Ondanks de dringende en aanhoudende protesten en een gezamenlijke petitie vanuit het GGZ-veld, stemde de Tweede Kamer op 17 oktober alsnog in met de Jeugdwet, inclusief het onderdeel jeugd-GGZ. De NVVP heeft zich ruim twee jaar tegen de transitie van de jeugd-GGZ naar de gemeenten verzet en de Kamerleden met vele factsheets willen wijzen op het gevaar ervan voor kinderen en jeugdigen met psychische problemen. Alle pijlen zijn nu gericht op de leden van de Eerste Kamer; de komende tijd zal de lobby van de NVVP daarop zijn gericht. De NVVP heeft op 31 oktober een factsheet naar de Eerste Kamer gezonden waarin alle kritische kanttekeningen wederom voor het voetlicht komen. De behandeling van de ontwerp-Jeugdwet door de Eerste Kamer kan nog wel even op zich laten wachten, zo hebben wij vernomen. Dat kan gevolgen hebben, omdat de wet formeel pas een jaar na publicatie in de Staatscourant in werking kan treden.

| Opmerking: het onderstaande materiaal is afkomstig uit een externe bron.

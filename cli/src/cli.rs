use std::path::PathBuf;

use clap::Parser;

use crate::config_override::CliConfigOverrides;

/// Edit predictions and inline edits for an editor speaking msgpack-rpc.
///
/// By default the editor talks to foresight over stdin/stdout, as it does
/// for a job started with `jobstart(..., { rpc = true })`.
#[derive(Parser, Debug)]
#[command(version)]
pub struct Cli {
    #[clap(flatten)]
    pub config_overrides: CliConfigOverrides,

    /// Connect to the editor's listening unix socket instead of stdio.
    #[arg(long, value_name = "PATH", conflicts_with = "tcp")]
    pub socket: Option<PathBuf>,

    /// Connect to the editor's listening TCP address instead of stdio.
    #[arg(long, value_name = "HOST:PORT")]
    pub tcp: Option<String>,

    /// Model used for predictions and inline edits.
    #[arg(long, short = 'm')]
    pub model: Option<String>,

    /// Base URL of the model API.
    #[arg(long = "base-url", value_name = "URL")]
    pub base_url: Option<String>,

    /// Log at debug level unless `RUST_LOG` says otherwise.
    #[arg(long, default_value_t = false)]
    pub debug: bool,
}

#[derive(Debug, Clone, PartialEq, Eq)]
pub enum Transport {
    Stdio,
    Socket(PathBuf),
    Tcp(String),
}

impl Cli {
    pub fn transport(&self) -> Transport {
        match (&self.socket, &self.tcp) {
            (Some(path), _) => Transport::Socket(path.clone()),
            (None, Some(addr)) => Transport::Tcp(addr.clone()),
            (None, None) => Transport::Stdio,
        }
    }
}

‘Privacyrisico als taken naar gemeente gaan’

Het College bescherming persoonsgegevens (CBP) maakt zich zorgen over de overheveling van taken van provincie en Rijk naar gemeenten. Met name als het gaat om de jeugdzorg, werk en inkomen en zorg aan langdurig zieken en ouderen is niet goed uitgewerkt hoe de privacy gewaarborgd kan worden, aldus het CBP. Dat levert volgens de instantie ernstige risico’s op voor de persoonlijke levenssfeer van betrokkenen. Het college heeft daarover een brief gestuurd aan minister Ronald Plasterk van Binnenlandse Zaken. Volgens de privacytoezichthouder zitten er risico’s aan het ‘bovenmatig delen van persoonsgegevens, het gebruiken van de gegevens voor een doel dat niet verenigbaar is met het oorspronkelijke doel waarvoor zij zijn verzameld en de beveiliging’.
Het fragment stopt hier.